And even here it is a rather narrow search of the appropriate literature. 
The assumption seems to be that contemporary theoretical expressions 
represent the distilled truth of past efforts - even though these past 
efforts (such as The Wealth of Nations, Principles of Political Economy and 
Taxation, Capital, Elements of Pure Economics, The General Theory, and so 
on) are seldom read.  I don't have the citation readily available, but if 
memory serves me right, I believe that Arjo Klamer reproduced, in one of 
his "Conversations with ...", the claim by one well known contemporary 
theoretician that he had not read the past master.  I am bringing this up 
not because I am suggesting that theory creation requires that the 
theoretician be familiar with past work, but simply because this is a good 
example of the attitude that I see among most of my non-history-of-thought 
colleagues.  
        I would also suggest that this attitude is, in part, responsible for 
the sterile formalism that the discipline of economics is prone to. 

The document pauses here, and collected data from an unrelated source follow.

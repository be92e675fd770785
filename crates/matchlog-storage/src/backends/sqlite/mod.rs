//! SQLite storage backend implementation using rusqlite
//!
//! # Architecture
//!
//! - **schema**: Table definitions, applied idempotently by `initialize`
//! - **match_store**: Atomic match batches and history queries
//! - **player_archive**: Append-only player snapshots and the leaderboard
//!
//! # Connection Management
//!
//! A single rusqlite connection is wrapped in `Arc<Mutex<Connection>>` and every
//! operation runs inside `tokio::task::spawn_blocking`. The mutex also serializes
//! writers, which matches SQLite's single-writer model.

use async_trait::async_trait;
use chrono::{DateTime, Utc};
use parking_lot::Mutex;
use std::sync::Arc;
use std::time::Duration;

use crate::config::StorageConfig;
use crate::error::StorageError;
use crate::traits::{MatchStore, PlayerArchive, Storage};
use crate::types::{
    AccoladeRecord, EventRecord, MatchBatch, MatchId, MatchRecord, PersistOutcome, PlayerSnapshot,
    PlayerStats, RoundRecord,
};

mod match_store;
mod player_archive;
mod schema;

/// SQLite storage backend
///
/// # Examples
///
/// ```no_run
/// use matchlog_storage::backends::sqlite::SqliteStorage;
/// use matchlog_storage::Storage;
///
/// # async fn example() -> Result<(), Box<dyn std::error::Error>> {
/// // In-memory database for testing
/// let storage = SqliteStorage::new(":memory:").await?;
/// storage.initialize().await?;
///
/// // File-based database for production
/// let storage = SqliteStorage::new("/var/lib/matchlog/matches.sqlite").await?;
/// storage.initialize().await?;
/// # Ok(())
/// # }
/// ```
pub struct SqliteStorage {
    conn: Arc<Mutex<rusqlite::Connection>>,
}

impl SqliteStorage {
    /// Open a SQLite database
    ///
    /// * `path` - Database path or `:memory:` for an in-memory database
    ///
    /// # Errors
    ///
    /// Returns `StorageError::Connection` if the database cannot be opened or
    /// the connection pragmas cannot be applied.
    pub async fn new(path: &str) -> Result<Self, StorageError> {
        Self::open(path.to_string(), None).await
    }

    /// Open the database named by a parsed configuration
    pub async fn from_config(config: &StorageConfig) -> Result<Self, StorageError> {
        Self::open(
            config.connection_string.clone(),
            config.busy_timeout_ms.map(Duration::from_millis),
        )
        .await
    }

    async fn open(path: String, busy_timeout: Option<Duration>) -> Result<Self, StorageError> {
        let conn = tokio::task::spawn_blocking(move || {
            let conn = if path == ":memory:" {
                rusqlite::Connection::open_in_memory()
            } else {
                rusqlite::Connection::open(&path)
            }
            .map_err(|e| StorageError::connection("failed to open SQLite database", e))?;

            // journal_mode answers with a row, so it cannot go through execute
            conn.query_row("PRAGMA journal_mode=WAL", [], |row| row.get::<_, String>(0))
                .map_err(|e| StorageError::connection("failed to set journal_mode", e))?;
            conn.execute_batch("PRAGMA synchronous=NORMAL; PRAGMA foreign_keys=ON;")
                .map_err(|e| StorageError::connection("failed to set connection pragmas", e))?;

            if let Some(timeout) = busy_timeout {
                conn.busy_timeout(timeout)
                    .map_err(|e| StorageError::connection("failed to set busy timeout", e))?;
            }

            Ok::<_, StorageError>(conn)
        })
        .await
        .map_err(|e| StorageError::connection("failed to spawn blocking task", e))??;

        Ok(Self {
            conn: Arc::new(Mutex::new(conn)),
        })
    }

    /// Connection handle for the sub-modules' spawn_blocking closures
    fn conn(&self) -> Arc<Mutex<rusqlite::Connection>> {
        Arc::clone(&self.conn)
    }
}

#[async_trait]
impl MatchStore for SqliteStorage {
    async fn persist_match(&self, batch: MatchBatch) -> Result<PersistOutcome, StorageError> {
        self.persist_match_impl(batch).await
    }

    async fn find_duplicate(
        &self,
        ended_at: DateTime<Utc>,
        map: &str,
    ) -> Result<Option<MatchId>, StorageError> {
        self.find_duplicate_impl(ended_at, map).await
    }

    async fn get_match(&self, id: MatchId) -> Result<MatchRecord, StorageError> {
        self.get_match_impl(id).await
    }

    async fn list_matches(&self, limit: Option<u32>) -> Result<Vec<MatchRecord>, StorageError> {
        self.list_matches_impl(limit).await
    }

    async fn load_rounds(&self, id: MatchId) -> Result<Vec<RoundRecord>, StorageError> {
        self.load_rounds_impl(id).await
    }

    async fn load_events(&self, id: MatchId) -> Result<Vec<EventRecord>, StorageError> {
        self.load_events_impl(id).await
    }

    async fn load_accolades(&self, id: MatchId) -> Result<Vec<AccoladeRecord>, StorageError> {
        self.load_accolades_impl(id).await
    }

    async fn count_matches(&self) -> Result<i64, StorageError> {
        self.count_matches_impl().await
    }
}

#[async_trait]
impl PlayerArchive for SqliteStorage {
    async fn archive_player_snapshot(&self, snapshot: PlayerSnapshot) -> Result<(), StorageError> {
        self.archive_player_snapshot_impl(snapshot).await
    }

    async fn latest_snapshot(
        &self,
        player_id: &str,
    ) -> Result<Option<PlayerSnapshot>, StorageError> {
        self.latest_snapshot_impl(player_id).await
    }

    async fn player_history(
        &self,
        player_id: &str,
    ) -> Result<Vec<PlayerSnapshot>, StorageError> {
        self.player_history_impl(player_id).await
    }

    async fn leaderboard(&self, limit: Option<u32>) -> Result<Vec<PlayerStats>, StorageError> {
        self.leaderboard_impl(limit).await
    }
}

#[async_trait]
impl Storage for SqliteStorage {
    async fn initialize(&self) -> Result<(), StorageError> {
        schema::initialize_schema(self).await
    }

    async fn health_check(&self) -> Result<(), StorageError> {
        let conn = self.conn();

        tokio::task::spawn_blocking(move || {
            let conn = conn.lock();

            conn.query_row("SELECT 1", [], |row| row.get::<_, i64>(0))
                .map_err(|e| StorageError::connection("health check: query failed", e))?;

            let table_exists: bool = conn
                .query_row(
                    "SELECT COUNT(*) > 0 FROM sqlite_master WHERE type = 'table' AND name = 'matches'",
                    [],
                    |row| row.get(0),
                )
                .map_err(|e| StorageError::connection("health check: failed to verify schema", e))?;

            if !table_exists {
                return Err(StorageError::connection(
                    "health check: schema not initialized (matches table missing)",
                    std::io::Error::new(
                        std::io::ErrorKind::NotFound,
                        "schema not initialized - call initialize() first",
                    ),
                ));
            }

            Ok(())
        })
        .await
        .map_err(|e| StorageError::connection("spawn_blocking panicked during health check", e))?
    }

    async fn close(&self) -> Result<(), StorageError> {
        // The connection closes on drop; flush the WAL so the file is self-contained
        let conn = self.conn();

        tokio::task::spawn_blocking(move || {
            let conn = conn.lock();
            conn.query_row("PRAGMA wal_checkpoint(TRUNCATE)", [], |_| Ok(()))
                .map_err(|e| StorageError::connection("failed to checkpoint WAL", e))
        })
        .await
        .map_err(|e| StorageError::connection("spawn_blocking panicked during close", e))?
    }
}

However, I also suspect that the sterile formalism that I perceive much of 
economics having gone through in the post-WW II era was a result of 
relatively unique historical circumstances - in particular, the 
unprecedented wealth of capitalism's golden age.   
        Oh well, I have to get back to work. 
 
Mayo C. Toruno 
Department of Economics 
California State University, San Bernardino 
San Bernardino, CA 92407 
909-880-5517 
e-mail: [log in to unmask]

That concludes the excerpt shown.